Saint Julien Labrousse 07160

Au sujet de la piètre qualité du réseau de téléphonie dans la zone Le Cheylard, Vernoux et Lamastre

Dès la privatisation du secteur des télécommunications en France la qualité du réseau téléphonique s’est gravement dégradée tant dans mon hameau (Chamosse) que chez les autres habitants de la vallée du Glo.

Ma ligne téléphonique ne fonctionnant plus et constatant que personne ne se préoccupait de la remettre en état j’ai, en désespoir de cause, résilié mon abonnement.

On m’a facturé 70 € pour cette résiliation, que j’ai refusé de payer, somme que l’on ne m’a jamais réclamé depuis, c’est-à-dire il y a plus de dix ans.

Je me suis donc résigné à acquérir un téléphone portable qui fonctionne quand il en a envie, soit en moyenne un jour sur deux. L’affichage de mon écran oscille tout le temps entre réseau nul et maximum. Quand j’ai la chance d’avoir un correspondant en ligne la communication s’interrompt toutes les 90 secondes, m’obligeant à rappeler ou à me faire rappeler.
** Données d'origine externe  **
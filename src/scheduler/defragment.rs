//! Defragmentation census and compact-work estimation.
//!
//! After each global sweep the scheduler walks the region table, decides
//! which regions are worth defragmenting, and derives how much compact
//! work each partial collection should schedule to keep pace with the
//! consumption rate.

use crate::scheduler::copy_forward::CopyForwardEstimator;
use crate::scheduler::kickoff::GmpKickoffPlanner;
use crate::util::constants::AUTOMATIC_DEFRAGMENT_EMPTINESS_THRESHOLD;
use crate::util::heap::region::{HeapView, RegionData};
use crate::util::math;
use crate::util::options::Options;

#[derive(Debug, Clone)]
pub struct DefragmentModel {
    /// How many bytes must be compacted to recover one free byte,
    /// according to the last census.
    bytes_compacted_to_free_bytes_ratio: f64,
    average_macro_defragmentation_work: f64,
    current_macro_defragmentation_work: usize,
    /// Free space outside Eden, survivors and headroom, per the last
    /// census.
    estimated_free_tenure: usize,
    automatic_defragment_emptiness_threshold: f64,
}

impl Default for DefragmentModel {
    fn default() -> Self {
        DefragmentModel {
            bytes_compacted_to_free_bytes_ratio: 0.0,
            average_macro_defragmentation_work: 0.0,
            current_macro_defragmentation_work: 0,
            estimated_free_tenure: 0,
            automatic_defragment_emptiness_threshold: AUTOMATIC_DEFRAGMENT_EMPTINESS_THRESHOLD,
        }
    }
}

impl DefragmentModel {
    pub fn new() -> Self {
        Self::default()
    }

    /// Emptiness a region must exceed to be worth copy-forwarding.
    ///
    /// Copy-forwarded regions should ideally come out full, but
    /// parallelism and compact groups leave some slack; regions emptier
    /// than the historic slack are the ones likely to become denser.
    pub fn defragment_emptiness_threshold(
        &self,
        copy_forward: &CopyForwardEstimator,
        options: &Options,
    ) -> f64 {
        let average_emptiness = copy_forward.average_emptiness_of_copy_forwarded_regions();
        if *options.tarok_automatic_defragment_emptiness_threshold {
            self.automatic_defragment_emptiness_threshold.max(average_emptiness)
        } else if *options.tarok_defragment_emptiness_threshold != 0.0 {
            // Set on the command line.
            *options.tarok_defragment_emptiness_threshold
        } else {
            average_emptiness
        }
    }

    /// Record defragmentation work for one region merging into the oldest
    /// compact group.
    ///
    /// This is an overestimate: the same work is often counted both as
    /// source and as destination, and a tighter estimate would need the
    /// whole oldest age group (knapsack problem).
    pub fn update_current_macro_defragmentation_work(
        &mut self,
        region: &RegionData,
        region_size: usize,
        copy_forward: &CopyForwardEstimator,
    ) {
        let free_memory = region.free_memory_and_dark_matter;
        let live_data = region_size.saturating_sub(free_memory);

        let discard_ratio = copy_forward.bytes_discarded_per_byte_copied();
        let estimated_free_memory_discarded = (live_data as f64 * discard_ratio) as usize;
        let recoverable_free_memory = free_memory.saturating_sub(estimated_free_memory_discarded);

        self.current_macro_defragmentation_work +=
            std::cmp::min(recoverable_free_memory, live_data);
    }

    /// Fold the macro defragmentation work accumulated since the last
    /// partial collection into the running average and reset the
    /// accumulator.
    pub fn estimate_macro_defragmentation_work(&mut self, historic_weight: f64) {
        self.average_macro_defragmentation_work = math::weighted_average(
            self.average_macro_defragmentation_work,
            self.current_macro_defragmentation_work as f64,
            historic_weight,
        );
        trace!(
            "macro defragmentation work: current {} average {}",
            self.current_macro_defragmentation_work,
            self.average_macro_defragmentation_work
        );
        self.current_macro_defragmentation_work = 0;
    }

    /// Census of the region table after a global sweep.
    ///
    /// Tags defragmentation targets, derives the compacted-to-free ratio
    /// driving per-PGC compact work, refreshes the kickoff headroom and
    /// the free-tenure estimate.
    pub fn calculate_pgc_compaction_rate(
        &mut self,
        heap: &dyn HeapView,
        eden_size_in_bytes: usize,
        copy_forward: &CopyForwardEstimator,
        kickoff: &mut GmpKickoffPlanner,
        options: &Options,
    ) {
        let defragment_emptiness_threshold =
            self.defragment_emptiness_threshold(copy_forward, options);
        assert!(
            (0.0..=1.0).contains(&defragment_emptiness_threshold),
            "defragment emptiness threshold {} out of range",
            defragment_emptiness_threshold
        );
        let region_size = heap.region_size();

        let mut total_live_data_in_collectible_regions = 0usize;
        let mut total_live_data_in_non_collectible_regions = 0usize;
        let mut fully_compacted_data = 0usize;

        let mut collectible_regions = 0usize;
        let mut non_collectible_regions = 0usize;
        let mut fully_compacted_regions = 0usize;
        let mut free_regions = 0usize;

        let mut free_region_memory = 0usize;
        let mut defragmented_memory = 0usize;

        for region in heap.regions() {
            heap.set_defragmentation_target(region.index, false);
            if region.contains_objects {
                let free_memory = region.free_memory_and_dark_matter;
                let live_data = region_size.saturating_sub(free_memory);
                if !region.remembered_set_accurate {
                    // Overflowed remembered sets (or ones being rebuilt)
                    // cannot be compacted.
                    non_collectible_regions += 1;
                    total_live_data_in_non_collectible_regions += live_data;
                } else {
                    let emptiness = free_memory as f64 / region_size as f64;
                    assert!((0.0..=1.0).contains(&emptiness));

                    // Only regions likely to become denser when
                    // copy-forwarded are worth the work.
                    if emptiness > defragment_emptiness_threshold {
                        collectible_regions += 1;
                        let weighted_survival_rate =
                            heap.weighted_survival_rate(region.compact_group);
                        let potential_wasted_work =
                            (1.0 - weighted_survival_rate) * (1.0 - emptiness);

                        // The chance of actually recovering the free memory
                        // tracks the gainful share of the work.
                        defragmented_memory +=
                            (free_memory as f64 * (1.0 - potential_wasted_work)) as usize;
                        total_live_data_in_collectible_regions +=
                            (live_data as f64 * (1.0 - potential_wasted_work)) as usize;
                        heap.set_defragmentation_target(region.index, true);
                    } else {
                        // Right after the sweep preceding the first PGC
                        // after a GMP, Eden regions allocated since the
                        // final mark show up here as fully compacted.
                        fully_compacted_regions += 1;
                        fully_compacted_data += live_data;
                    }
                }
            } else if region.is_free_or_idle {
                free_regions += 1;
                free_region_memory += region_size;
            }
        }

        // The survivor space reservation covers the nursery set, the
        // dynamic collection set and the compaction set.
        let survivor_size =
            (region_size as f64 * copy_forward.average_survivor_set_region_count()) as usize;
        let mut reserved_free_memory = eden_size_in_bytes + survivor_size;
        let estimated_free_memory = GmpKickoffPlanner::estimate_total_free_memory(
            free_region_memory,
            defragmented_memory,
            reserved_free_memory,
        );
        kickoff.calculate_kickoff_headroom(estimated_free_memory, options);

        // Redo the estimate with the refreshed headroom reserved as well;
        // this is the free-tenure figure Eden sizing works against.
        reserved_free_memory += kickoff.kickoff_headroom_in_bytes();
        let estimated_free_memory = GmpKickoffPlanner::estimate_total_free_memory(
            free_region_memory,
            defragmented_memory,
            reserved_free_memory,
        );
        self.estimated_free_tenure = estimated_free_memory;

        let discard_ratio = copy_forward.bytes_discarded_per_byte_copied();
        let estimated_free_memory_discarded =
            total_live_data_in_collectible_regions as f64 * discard_ratio;
        let recoverable_free_memory = estimated_free_memory as f64 - estimated_free_memory_discarded;

        self.bytes_compacted_to_free_bytes_ratio = if recoverable_free_memory > 0.0 {
            total_live_data_in_collectible_regions as f64 / recoverable_free_memory
        } else {
            (heap.managed_region_count() + 1) as f64
        };

        debug!(
            "compaction census: collectible {} (live {}), non-collectible {} (live {}), fully compacted {} (live {}), free {}, ratio {}, free tenure {}",
            collectible_regions,
            total_live_data_in_collectible_regions,
            non_collectible_regions,
            total_live_data_in_non_collectible_regions,
            fully_compacted_regions,
            fully_compacted_data,
            free_regions,
            self.bytes_compacted_to_free_bytes_ratio,
            self.estimated_free_tenure
        );
    }

    /// Compact work the next partial collection should schedule.
    pub fn desired_compact_work(&self, region_consumption_rate: f64, region_size: usize) -> usize {
        // Compact work mostly driven by mark/sweep data from the GMP.
        let mut desired_compact_work = (self.bytes_compacted_to_free_bytes_ratio
            * region_consumption_rate.max(0.0)
            * region_size as f64) as usize;

        // Defragmentation work mostly driven by compact-group merging
        // (maxAge - 1 into maxAge).
        desired_compact_work += self.average_macro_defragmentation_work as usize;

        desired_compact_work
    }

    /// Clear compaction state after a full global collection: the heap was
    /// fully compacted, so no work is left for partial collections.
    pub fn reset_after_global_collect(&mut self) {
        self.bytes_compacted_to_free_bytes_ratio = 0.0;
    }

    pub fn bytes_compacted_to_free_bytes_ratio(&self) -> f64 {
        self.bytes_compacted_to_free_bytes_ratio
    }

    pub fn estimated_free_tenure(&self) -> usize {
        self.estimated_free_tenure
    }

    pub fn average_macro_defragmentation_work(&self) -> f64 {
        self.average_macro_defragmentation_work
    }
}

#[cfg(test)]
mod tests {
    use super::*;

    #[test]
    fn emptiness_threshold_sources() {
        let mut copy_forward = CopyForwardEstimator::new();
        let model = DefragmentModel::new();
        let mut options = Options::default();

        // No history, nothing configured: everything qualifies.
        assert_eq!(model.defragment_emptiness_threshold(&copy_forward, &options), 0.0);

        // Command-line value wins when set.
        options.tarok_defragment_emptiness_threshold.value = 0.3;
        assert_eq!(model.defragment_emptiness_threshold(&copy_forward, &options), 0.3);

        // Automatic mode takes the max of the floor and observed emptiness.
        options.tarok_automatic_defragment_emptiness_threshold.value = true;
        let stats = crate::scheduler::cycle_stats::CopyForwardStats {
            copy_bytes_total: 600,
            copy_discard_bytes_total: 400,
            start_time: 0,
            end_time: 100,
            ..Default::default()
        };
        copy_forward.record(&stats, 1 << 20, 0.0);
        let threshold = model.defragment_emptiness_threshold(&copy_forward, &options);
        assert!((threshold - 0.4).abs() < 1e-9);
    }

    #[test]
    fn macro_work_caps_at_live_data() {
        let copy_forward = CopyForwardEstimator::new();
        let mut model = DefragmentModel::new();
        let region_size = 1 << 20;

        // Mostly empty region: recoverable free memory far exceeds live
        // data, so the contribution is the live data.
        let region = RegionData {
            free_memory_and_dark_matter: region_size - 1000,
            ..Default::default()
        };
        model.update_current_macro_defragmentation_work(&region, region_size, &copy_forward);
        assert_eq!(model.current_macro_defragmentation_work, 1000);

        model.estimate_macro_defragmentation_work(0.0);
        assert_eq!(model.average_macro_defragmentation_work(), 1000.0);
        assert_eq!(model.current_macro_defragmentation_work, 0);
    }

    #[test]
    fn desired_compact_work_combines_ratio_and_macro_work() {
        let mut model = DefragmentModel::new();
        model.bytes_compacted_to_free_bytes_ratio = 2.0;
        model.average_macro_defragmentation_work = 500.0;
        assert_eq!(model.desired_compact_work(1.5, 1000), 3500);
        // Negative consumption clamps to zero compact work from the ratio.
        assert_eq!(model.desired_compact_work(-1.0, 1000), 500);
    }
}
Certes tous ces petits inconvénients participent du folklore lié à la désertification de nos nombreuses et séduisantes campagnes. Nombre de concitoyens étaient prêts à minimiser les désavantages liés à leur choix de s’éloigner des nuisances des agglomérations, de se rapprocher de la nature et de développer de meilleurs contacts avec la population locale sauf que, lors des graves intempéries de novembre dernier, j’ai été totalement isolé durant cinq jours.
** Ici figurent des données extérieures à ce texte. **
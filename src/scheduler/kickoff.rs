//! GMP kickoff planning: how many partial collections remain before the
//! heap is exhausted, and how much safety margin to keep.

use crate::scheduler::consumption::ConsumptionEstimator;
use crate::scheduler::copy_forward::CopyForwardEstimator;
use crate::util::options::Options;

/// Plans when the next global mark phase must start so that it completes
/// before the reclaimable regions run out.
#[derive(Debug, Clone)]
pub struct GmpKickoffPlanner {
    /// Safety margin in bytes subtracted from the projected runway.
    /// Recomputed from the heap census unless pinned by configuration.
    kickoff_headroom_in_bytes: usize,
}

impl GmpKickoffPlanner {
    pub fn new(options: &Options) -> Self {
        GmpKickoffPlanner {
            kickoff_headroom_in_bytes: *options.tarok_kickoff_headroom_in_bytes,
        }
    }

    pub fn kickoff_headroom_in_bytes(&self) -> usize {
        self.kickoff_headroom_in_bytes
    }

    /// Free memory that kickoff decisions may count on: defragmentable
    /// plus free-region memory, excluding the Eden and survivor
    /// reservation.
    pub fn estimate_total_free_memory(
        free_region_memory: usize,
        defragmented_memory: usize,
        reserved_free_memory: usize,
    ) -> usize {
        let estimated_free_memory =
            (defragmented_memory + free_region_memory).saturating_sub(reserved_free_memory);
        trace!(
            "estimated free memory {} (reserved {}, defragmented {}, free regions {})",
            estimated_free_memory,
            reserved_free_memory,
            defragmented_memory,
            free_region_memory
        );
        estimated_free_memory
    }

    /// Recompute the kickoff headroom as a share of estimated free memory,
    /// unless the configured value is forced.
    pub fn calculate_kickoff_headroom(&mut self, total_free_memory: usize, options: &Options) -> usize {
        if *options.tarok_force_kickoff_headroom_in_bytes {
            return self.kickoff_headroom_in_bytes;
        }
        let new_headroom = total_free_memory * *options.tarok_kickoff_headroom_region_rate / 100;
        trace!(
            "kickoff headroom {} -> {}",
            self.kickoff_headroom_in_bytes,
            new_headroom
        );
        self.kickoff_headroom_in_bytes = new_headroom;
        new_headroom
    }

    /// Seed the headroom before the first census: everything outside Eden
    /// counts as free.
    pub fn initialize_kickoff_headroom(
        &mut self,
        total_heap_size: usize,
        eden_size_bytes: usize,
        options: &Options,
    ) -> usize {
        let total_free_memory = total_heap_size.saturating_sub(eden_size_bytes);
        self.calculate_kickoff_headroom(total_free_memory, options)
    }

    /// Project how many partial collections can still run before an
    /// allocation failure, based on the region consumption rate and the
    /// reclaimable-region estimate.
    ///
    /// Copy-forward collections need free destination regions for the
    /// survivor set, so their runway counts free plus recoverable regions
    /// against Eden plus survivors. Mark-sweep-compact selection is driven
    /// by the free-region goal and counts on reclaimable regions alone.
    pub fn estimate_partial_gcs_remaining(
        &self,
        consumption: &ConsumptionEstimator,
        copy_forward: &CopyForwardEstimator,
        ideal_eden_region_count: usize,
        free_region_count: usize,
        should_run_copy_forward: bool,
    ) -> usize {
        let rate = consumption.region_consumption_rate();
        let mut partial_collects_remaining = usize::MAX;

        if rate > 0.0 {
            let eden_regions = ideal_eden_region_count as f64;
            let defragment_reclaimable =
                consumption.previous_defragment_reclaimable_regions() as f64;

            if should_run_copy_forward {
                let survivor_regions = copy_forward.average_survivor_set_region_count();
                let free_regions = free_region_count as f64;

                // The defragment-reclaimable count is a total and includes
                // the free regions.
                assert!(
                    defragment_reclaimable >= free_regions,
                    "defragment reclaimable region count {} below free region count {}",
                    defragment_reclaimable,
                    free_regions
                );
                let recoverable_regions = defragment_reclaimable - free_regions;

                if free_regions + recoverable_regions > eden_regions + survivor_regions {
                    partial_collects_remaining = ((free_regions + recoverable_regions
                        - eden_regions
                        - survivor_regions)
                        / rate) as usize;
                } else {
                    partial_collects_remaining = 0;
                }
            } else if defragment_reclaimable > eden_regions {
                partial_collects_remaining =
                    ((defragment_reclaimable - eden_regions) / rate) as usize;
            } else {
                partial_collects_remaining = 0;
            }
        }

        trace!(
            "estimated partial collects remaining: {} (rate {})",
            partial_collects_remaining,
            rate
        );
        partial_collects_remaining
    }

    /// Kickoff headroom expressed in global mark increments.
    pub fn global_mark_increment_headroom(
        &self,
        region_consumption_rate: f64,
        region_size: usize,
        options: &Options,
    ) -> usize {
        if region_consumption_rate <= 0.0 {
            return 0;
        }
        let headroom_regions = self.kickoff_headroom_in_bytes as f64 / region_size as f64;
        let headroom_partial_gcs = headroom_regions / region_consumption_rate;
        let headroom_increments = headroom_partial_gcs
            * *options.tarok_pgc_to_gmp_denominator as f64
            / *options.tarok_pgc_to_gmp_numerator as f64;
        headroom_increments.ceil() as usize
    }
}

#[cfg(test)]
mod tests {
    use super::*;
    use crate::util::constants::BYTES_IN_MBYTE;

    #[test]
    fn mark_sweep_runway_counts_reclaimable_minus_eden() {
        // One region consumed at historic weight 0.75 leaves a rate of
        // 0.25 regions per collection, with 200 defragment-reclaimable
        // regions remaining.
        let mut consumption = ConsumptionEstimator::new();
        consumption.measure(201, 201, 0.75);
        consumption.measure(200, 200, 0.75);
        assert!((consumption.region_consumption_rate() - 0.25).abs() < 1e-9);

        let copy_forward = CopyForwardEstimator::new();
        let planner = GmpKickoffPlanner::new(&Options::default());
        let remaining =
            planner.estimate_partial_gcs_remaining(&consumption, &copy_forward, 16, 0, false);
        assert_eq!(remaining, 736); // (200 - 16) / 0.25
    }

    #[test]
    fn no_consumption_history_means_unbounded_runway() {
        let mut consumption = ConsumptionEstimator::new();
        consumption.measure(100, 100, 0.80);
        let copy_forward = CopyForwardEstimator::new();
        let planner = GmpKickoffPlanner::new(&Options::default());
        let remaining =
            planner.estimate_partial_gcs_remaining(&consumption, &copy_forward, 16, 8, false);
        assert_eq!(remaining, usize::MAX);
    }

    #[test]
    fn copy_forward_runway_reserves_survivor_space() {
        let mut consumption = ConsumptionEstimator::new();
        consumption.measure(100, 100, 0.80);
        consumption.measure(98, 98, 0.0); // rate 2.0
        let mut copy_forward = CopyForwardEstimator::new();
        copy_forward.prime_average_survivor_set_region_count(10.0);
        let planner = GmpKickoffPlanner::new(&Options::default());
        // free 20, recoverable 98-20=78, eden 16, survivors 10:
        // (20 + 78 - 16 - 10) / 2 = 36.
        let remaining =
            planner.estimate_partial_gcs_remaining(&consumption, &copy_forward, 16, 20, true);
        assert_eq!(remaining, 36);

        // Runway exhausted when Eden and survivors exceed what is left.
        let remaining =
            planner.estimate_partial_gcs_remaining(&consumption, &copy_forward, 95, 20, true);
        assert_eq!(remaining, 0);
    }

    #[test]
    fn headroom_follows_free_memory_unless_forced() {
        let mut options = Options::default();
        options.tarok_kickoff_headroom_region_rate.value = 2;
        let mut planner = GmpKickoffPlanner::new(&options);
        assert_eq!(
            planner.calculate_kickoff_headroom(100 * BYTES_IN_MBYTE, &options),
            2 * BYTES_IN_MBYTE
        );

        options.tarok_force_kickoff_headroom_in_bytes.value = true;
        options.tarok_kickoff_headroom_in_bytes.value = 7 * BYTES_IN_MBYTE;
        let mut planner = GmpKickoffPlanner::new(&options);
        assert_eq!(
            planner.calculate_kickoff_headroom(100 * BYTES_IN_MBYTE, &options),
            7 * BYTES_IN_MBYTE
        );
    }

    #[test]
    fn increment_headroom_scales_by_ratio() {
        let mut options = Options::default();
        options.tarok_pgc_to_gmp_numerator.value = 1;
        options.tarok_pgc_to_gmp_denominator.value = 4;
        options.tarok_force_kickoff_headroom_in_bytes.value = true;
        options.tarok_kickoff_headroom_in_bytes.value = 8 * BYTES_IN_MBYTE;
        let planner = GmpKickoffPlanner::new(&options);
        // 8 regions of headroom at 0.5 regions per PGC is 16 PGCs, times
        // 4 GMP increments per PGC.
        assert_eq!(
            planner.global_mark_increment_headroom(0.5, BYTES_IN_MBYTE, &options),
            64
        );
        assert_eq!(planner.global_mark_increment_headroom(0.0, BYTES_IN_MBYTE, &options), 0);
    }
}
Pas grave, je suis paré pour affronter ce genre d’aléa qui se produit tous les deux ans en moyenne. Mais j’ai vieilli depuis mon installation à Chamosse, il y a trente ans, ma santé s’est dégradée et j’ai pris conscience de mon isolement, de l’impossibilité d’atteindre de 15, le 18 ou le 112. J’aurais pu mourir chez moi sans que personne ne s’en aperçoive. Les numéros d’urgence relèvent pourtant du service public que les différents opérateurs travaillant en France se sont engagés à respecter.

Ma demande d’avoir les moyens de communiquer grâce à une ligne de téléphone fixe me semble légitime même si en termes capitalistiques je ne présente aucun intérêt.

Une remarque parmi d’autres : les émetteurs semblent cesser leur activité en cas de coupure d’électricité. Dont acte. Mais pourquoi ne pas les équiper d’une génératrice ? Trop cher ?

J’aimerais souligner qu’à l’époque de France Télécom la qualité de service laissait aussi à désirer mais les techniciens venaient de suite remédier aux dysfonctionnements signalés et les clients concernés – il s’agissait encore de clients – recevaient des excuses et bénéficiaient de gestes commerciaux du genre exonération de l’abonnement sur un ou deux mois.

Olivier Blanchard

 

Alors on se dit qu’on va agir ensemble

Pour ne plus être seul au téléphone avec le jingle qui tape sur les nerfs, pour ne plus se sentir écrasé par les procédures automatiques, pour ne pas devenir fou devant les interfaces régulièrement modifiées, pour ne pas désespérer quand on a attendu toute la journée un technicien qui ne vient pas.
C’est pour ça qu’on se retrouve, pour ne plus être seul. Ce 15 janvier on est une bonne cinquantaine de personnes, des habitants venus de St Christol, de St Genest Lachamp, d’Alboussière, de St Jean Chambre, de Beauvène, de Nozières, d’Empurany, de St Jean Roure et bien sûr de St Julien Labrousse.
Alors on se dit qu’on va agir ensemble pour savoir combien on est de personnes, isolées dans la campagne et privées de téléphone et d’internet. On se dit qu’on va se rapprocher de nos voisins, trouver des systèmes d’alerte pour venir à leur secours en cas de danger. On se dit que dans chaque village sinistré un collectif peut se monter et organiser des réunions publiques. On se dit qu’on va constituer un état des lieux du désastre avec tous les moyens qui sont à notre disposition.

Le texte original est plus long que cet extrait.